Jens Kuross could be a complete stranger, but when he sings, he has the uncanny ability of being a long-long friend whispering secrets. There’s up-close and intimate, and then there’s this. “I guess your heart beats steadier than mine,” he sings, on the first taste of his new EP. Newly signed to Aesop (early home of SOHN and TÃLA), Kuross is an electronic-pop talent worth paying close attention to.

Throws - The Harbour

Throws’ Icelandic heritage is dusted all over their debut track. ’The Harbour’’s suitably shivery opening is just the tip of the iceberg, too - from the topsy-turvy, snowy accompanying video to the stabs of wobbly bass that puncture its shimmering pop oddness, there’s an ice-cold cool to every element of this this first step.

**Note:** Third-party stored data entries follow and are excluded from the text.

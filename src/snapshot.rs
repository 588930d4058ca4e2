//! Native snapshot image.
//!
//! Every committed state is persisted, and every backup written, in this
//! format. All integers are big-endian.
//!
//! ```text
//! image  := magic u32 | version u32 | bucket
//! bucket := count u32 | entry*
//! entry  := tag u8 | key_len u32 | key | payload
//! payload:= value_len u32 | value      (tag 0)
//!         | bucket                     (tag 1)
//! ```

use std::sync::Arc;

use bytes::{Buf, BufMut, BytesMut};

use crate::constants::{MAX_DEPTH, SNAPSHOT_MAGIC, SNAPSHOT_VERSION, TAG_BUCKET, TAG_VALUE};
use crate::error::{Error, Result};
use crate::node::{BucketData, Node};

const HEADER: usize = 8;

/// Encode a root tree into a snapshot image.
pub(crate) fn encode(root: &BucketData) -> Result<BytesMut> {
    let mut buf = BytesMut::with_capacity(HEADER + 4 + root.len() * 16);
    buf.put_u32(SNAPSHOT_MAGIC);
    buf.put_u32(SNAPSHOT_VERSION);
    put_bucket(&mut buf, root, 0)?;
    Ok(buf)
}

/// Decode a snapshot image into a root tree.
pub(crate) fn decode(mut src: &[u8]) -> Result<BucketData> {
    if src.remaining() < HEADER {
        return Err(Error::Invalid);
    }
    if src.get_u32() != SNAPSHOT_MAGIC {
        return Err(Error::Invalid);
    }
    let version = src.get_u32();
    if version != SNAPSHOT_VERSION {
        return Err(Error::VersionMismatch {
            found: version,
            expected: SNAPSHOT_VERSION,
        });
    }

    let root = get_bucket(&mut src, 0)?;
    if src.has_remaining() {
        return Err(Error::Corrupted("trailing bytes after root bucket"));
    }
    // Only buckets live at the top level.
    if root.entries.values().any(|node| !node.is_bucket()) {
        return Err(Error::Corrupted("value stored at the root"));
    }
    Ok(root)
}

/// Length prefix for `len`, refused when it does not fit the format
pub(crate) fn frame_len(len: usize) -> Result<u32> {
    u32::try_from(len).map_err(|_| Error::EntryTooLarge(len))
}

fn put_bucket(buf: &mut BytesMut, data: &BucketData, depth: usize) -> Result<()> {
    if depth > MAX_DEPTH {
        return Err(Error::NestingTooDeep(MAX_DEPTH));
    }
    buf.put_u32(frame_len(data.len())?);
    for (key, node) in &data.entries {
        match node {
            Node::Value(value) => {
                buf.put_u8(TAG_VALUE);
                put_bytes(buf, key)?;
                put_bytes(buf, value)?;
            }
            Node::Bucket(child) => {
                buf.put_u8(TAG_BUCKET);
                put_bytes(buf, key)?;
                put_bucket(buf, child, depth + 1)?;
            }
        }
    }
    Ok(())
}

fn put_bytes(buf: &mut BytesMut, bytes: &[u8]) -> Result<()> {
    buf.put_u32(frame_len(bytes.len())?);
    buf.put_slice(bytes);
    Ok(())
}

fn get_bucket(src: &mut &[u8], depth: usize) -> Result<BucketData> {
    if depth > MAX_DEPTH {
        return Err(Error::Corrupted("nesting too deep"));
    }
    let count = get_u32(src)?;
    let mut data = BucketData::new();
    let mut prev: Option<Vec<u8>> = None;
    for _ in 0..count {
        if !src.has_remaining() {
            return Err(Error::Corrupted("truncated entry"));
        }
        let tag = src.get_u8();
        let key = get_bytes(src)?;
        if key.is_empty() {
            return Err(Error::Corrupted("empty key"));
        }
        if prev.as_ref().is_some_and(|p| p >= &key) {
            return Err(Error::Corrupted("keys out of order"));
        }
        let node = match tag {
            TAG_VALUE => Node::Value(get_bytes(src)?),
            TAG_BUCKET => Node::Bucket(Arc::new(get_bucket(src, depth + 1)?)),
            _ => return Err(Error::Corrupted("unknown entry tag")),
        };
        prev = Some(key.clone());
        data.entries.insert(key, node);
    }
    Ok(data)
}

fn get_u32(src: &mut &[u8]) -> Result<u32> {
    if src.remaining() < 4 {
        return Err(Error::Corrupted("truncated length"));
    }
    Ok(src.get_u32())
}

fn get_bytes(src: &mut &[u8]) -> Result<Vec<u8>> {
    let len = get_u32(src)? as usize;
    if src.remaining() < len {
        return Err(Error::Corrupted("truncated bytes"));
    }
    let bytes = src[..len].to_vec();
    src.advance(len);
    Ok(bytes)
}

#[cfg(test)]
mod tests {
    use super::*;
    use crate::constants::MAX_ENTRY_LEN;

    fn sample() -> BucketData {
        let mut nested = BucketData::new();
        nested
            .entries
            .insert(b"n1".to_vec(), Node::Value(b"deep".to_vec()));

        let mut users = BucketData::new();
        users
            .entries
            .insert(b"u1".to_vec(), Node::Value(b"alice".to_vec()));
        users
            .entries
            .insert(b"u2".to_vec(), Node::Value(Vec::new()));
        users
            .entries
            .insert(b"zz".to_vec(), Node::Bucket(Arc::new(nested)));

        let mut root = BucketData::new();
        root.entries
            .insert(b"users".to_vec(), Node::Bucket(Arc::new(users)));
        root.entries
            .insert(b"empty".to_vec(), Node::Bucket(Arc::new(BucketData::new())));
        root
    }

    #[test]
    fn test_encode_decode() {
        let root = sample();
        let image = encode(&root).unwrap();
        assert_eq!(&image[..4], &SNAPSHOT_MAGIC.to_be_bytes());
        assert_eq!(decode(&image).unwrap(), root);
    }

    #[test]
    fn test_empty_root() {
        let image = encode(&BucketData::new()).unwrap();
        assert_eq!(image.len(), HEADER + 4);
        assert_eq!(decode(&image).unwrap().len(), 0);
    }

    #[test]
    fn test_rejects_bad_header() {
        assert!(matches!(decode(b"nope"), Err(Error::Invalid)));

        let mut image = encode(&BucketData::new()).unwrap();
        image[0] ^= 0xff;
        assert!(matches!(decode(&image), Err(Error::Invalid)));

        let mut image = encode(&BucketData::new()).unwrap();
        image[7] = 9;
        assert!(matches!(
            decode(&image),
            Err(Error::VersionMismatch { found: 9, .. })
        ));
    }

    #[test]
    fn test_rejects_truncated_and_trailing() {
        let image = encode(&sample()).unwrap();
        for cut in [HEADER + 2, image.len() / 2, image.len() - 1] {
            assert!(
                matches!(decode(&image[..cut]), Err(Error::Corrupted(_))),
                "cut at {}",
                cut
            );
        }

        let mut longer = image.clone();
        longer.put_u8(0);
        assert!(matches!(decode(&longer), Err(Error::Corrupted(_))));
    }

    /// `depth` buckets named "a", each holding the next
    fn nested_image(depth: usize) -> BytesMut {
        let mut image = BytesMut::new();
        image.put_u32(SNAPSHOT_MAGIC);
        image.put_u32(SNAPSHOT_VERSION);
        for _ in 0..depth {
            image.put_u32(1);
            image.put_u8(TAG_BUCKET);
            image.put_u32(1);
            image.put_u8(b'a');
        }
        image.put_u32(0);
        image
    }

    #[test]
    fn test_rejects_deep_nesting() {
        let root = decode(&nested_image(MAX_DEPTH)).unwrap();
        let path = vec![b"a".to_vec(); MAX_DEPTH];
        assert!(root.resolve(&path).is_some());

        assert!(matches!(
            decode(&nested_image(MAX_DEPTH + 1)),
            Err(Error::Corrupted("nesting too deep"))
        ));
        // deep enough to exhaust the stack if decoding recursed unbounded
        assert!(matches!(
            decode(&nested_image(200_000)),
            Err(Error::Corrupted("nesting too deep"))
        ));
    }

    #[test]
    fn test_frame_len_limit() {
        assert_eq!(frame_len(0).unwrap(), 0);
        assert_eq!(frame_len(MAX_ENTRY_LEN).unwrap(), u32::MAX);
        assert!(matches!(
            frame_len(MAX_ENTRY_LEN + 1),
            Err(Error::EntryTooLarge(_))
        ));
    }

    #[test]
    fn test_rejects_value_at_root() {
        let mut root = BucketData::new();
        root.entries
            .insert(b"stray".to_vec(), Node::Value(b"v".to_vec()));
        let image = encode(&root).unwrap();
        assert!(matches!(decode(&image), Err(Error::Corrupted(_))));
    }
}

ShitKid - Oh Please Be A Cocky Cool Kid

“Hey you, I saw you from across the room,” smirks Gothenburg newcomer ShitKid as her first work steps out of the shadows. All gothic atmosphere and distant, tonally-bent vocals, it’s a quick-fire introduction to a blacker-than-night pop prodigy in waiting.

Junk Son - Fool

Skipping between downbeat electronics and massive, mountainous swells of sound, Junk Son’s baritone holds everything together on ‘Fool’. Crooning a tale of a romantic relationship’s breakdown, it’s that emotional swing that defines this glacial, slippery take on laptop pop.